At the 2018 FOCAC Summit, China committed to eight major initiatives including an industrial promotion initiative, an infrastructure connectivity initiative, a trade facilitation initiative, a green development initiative, a capacity building initiative, a health care initiative, a people-to-people exchange initiative and a peace and security initiative.

However, China does not provide a breakdown of how aid is disbursed according to country, region, type or purpose of the aid provided. Concessional loans represent the largest portion of aid to Africa and account for possibly more than 50% of all loans. Concessional loans are largely provided by China’s Exim-bank, a main government-owned policy bank, which is also a main provider of the commercial loans. Another major policy bank, the Development Bank also provides loans, but mostly on commercial terms. The Development Bank also provides funding for and manages another major finance instrument for Chinese companies in Africa, the China-Africa Development Fund (or CADFund).

 

Chinese X-Ray Scanners-edit X-ray baggage scanner at Jomo Kenyatta airport, Nairobi, funded by Chinese development aid. Photo Elling Tjønneland.

 

China is now a key player in the provision of funding for infrastructure development in Africa, including in transport, energy and telecommunications. The most recent report from the Infrastructure Consortium for Africa finds that China is the largest funding provider to African infrastructure in recent years.[16]  

Loans for transport infrastructure began on a large scale in Angola with a focus on the construction and rehabilitation of the railways. Transport is now a dominant feature of China’s role in the north-eastern parts of Africa.[17] While China’s Belt and Road Initiative could have boosted these investments, growth in Africa actually slowed after the launch of this high-priority initiative.

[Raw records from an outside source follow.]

//! ShelfSync Ingestion Service
//!
//! Processes shelf import jobs from SQS queue:
//! 1. Receives a normalized shelf export
//! 2. Upserts the user's shelf items idempotently
//! 3. Optionally queues an availability refresh run

mod errors;
mod processor;

use crate::processor::ImportProcessor;
use metrics_exporter_prometheus::PrometheusBuilder;
use shelfsync_common::{
    config::AppConfig,
    db::DbPool,
    metrics::{record_queue_message, register_metrics},
    queue::{Queue, QueueConfig, ShelfImportJobMessage},
    telemetry::init_tracing,
    VERSION,
};
use std::path::Path;
use std::sync::Arc;
use std::time::Duration;
use tracing::{error, info, warn};

const QUEUE_NAME: &str = "import";

#[tokio::main]
async fn main() -> Result<(), Box<dyn std::error::Error>> {
    // Load environment variables
    dotenvy::dotenv().ok();

    let config = AppConfig::load().map_err(|e| {
        eprintln!("Failed to load configuration: {}", e);
        e
    })?;
    let config = Arc::new(config);

    init_tracing(&config.observability);
    info!("Starting ShelfSync Ingestion Service v{}", VERSION);

    PrometheusBuilder::new()
        .with_http_listener(([0, 0, 0, 0], config.observability.metrics_port))
        .install()?;
    register_metrics();

    // Initialize database connection
    info!("Connecting to database...");
    let db = DbPool::new(&config.database).await?;

    let sync_queue = match config.queue.sync_queue_url.as_deref() {
        Some(url) => Some(Arc::new(Queue::new(QueueConfig::from_app(&config.queue, url)).await?)),
        None => {
            warn!("queue.sync_queue_url not set, refresh runs will stay queued");
            None
        }
    };

    let processor = ImportProcessor::new(db, sync_queue);

    // ingestion import <user_id> <file.json> [--refresh]
    let args: Vec<String> = std::env::args().collect();
    if args.len() > 3 && args[1] == "import" {
        let user_id = args[2].parse::<uuid::Uuid>()?;
        let refresh = args.iter().any(|a| a == "--refresh");
        let outcome = processor.process_file(Path::new(&args[3]), user_id, refresh).await?;

        println!("Import applied:");
        println!("  Created: {}", outcome.summary.created);
        println!("  Updated: {}", outcome.summary.updated);
        println!("  Skipped: {}", outcome.summary.skipped);
        if let Some(run_id) = outcome.sync_run_id {
            println!("  Refresh run: {}", run_id);
        }
        return Ok(());
    }

    let import_queue = match config.queue.import_queue_url.as_deref() {
        Some(url) => {
            info!(url = %url, "Connecting to import queue...");
            Queue::new(QueueConfig::from_app(&config.queue, url)).await?
        }
        None => {
            warn!("queue.import_queue_url not set, waiting for shutdown signal...");
            tokio::signal::ctrl_c().await?;
            info!("Ingestion service shutting down");
            return Ok(());
        }
    };

    info!("Ingestion service ready, starting queue polling...");

    // Circuit breaker state
    let mut consecutive_failures = 0;
    let max_failures = config.worker.max_consecutive_failures.max(1);
    let circuit_break = Duration::from_secs(config.worker.circuit_break_secs);

    loop {
        if consecutive_failures >= max_failures {
            warn!(failures = consecutive_failures, "Circuit breaker open, pausing...");
            tokio::time::sleep(circuit_break).await;
            consecutive_failures = 0;
            info!("Circuit breaker reset, resuming...");
        }

        tokio::select! {
            _ = tokio::signal::ctrl_c() => {
                info!("Shutdown signal received");
                break;
            }
            result = import_queue.receive_jobs::<ShelfImportJobMessage>() => {
                match result {
                    Ok(jobs) => {
                        for (job, receipt_handle) in jobs {
                            let job_id = job.job_id;
                            info!(
                                job_id = %job_id,
                                items = job.items.len(),
                                "Received shelf import job"
                            );

                            match processor.process_job(job).await {
                                Ok(outcome) => {
                                    consecutive_failures = 0;
                                    record_queue_message(QUEUE_NAME, true);
                                    info!(
                                        job_id = %job_id,
                                        created = outcome.summary.created,
                                        updated = outcome.summary.updated,
                                        "Shelf import job completed"
                                    );
                                    if let Err(e) = import_queue.delete(&receipt_handle).await {
                                        error!(error = %e, "Failed to delete message");
                                    }
                                }
                                Err(e) => {
                                    consecutive_failures += 1;
                                    record_queue_message(QUEUE_NAME, false);
                                    error!(
                                        job_id = %job_id,
                                        error = %e,
                                        failures = consecutive_failures,
                                        "Failed to process shelf import job"
                                    );
                                    // Message will be re-delivered or moved to DLQ
                                }
                            }
                        }
                    }
                    Err(e) => {
                        consecutive_failures += 1;
                        error!(error = %e, "Failed to receive messages from queue");
                        tokio::time::sleep(Duration::from_secs(5)).await;
                    }
                }
            }
        }
    }

    info!("Ingestion service shutting down");
    Ok(())
}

Recent examples of Chinese-funded transport developments include railways from Djibouti to Addis Ababa in Ethiopia and in Kenya from Mombasa to Naivasha via Nairobi. These railways were funded by loans from the Chinese EXIM-Bank with subsidies from Chinese development aid.  For the early railway constructions, such as the three in Angola, Chinese loans were secured through delivery of natural resources (mainly oil). However, this has reduced and now funding, and repayment of loans is more closely linked to the financial viability of the project.  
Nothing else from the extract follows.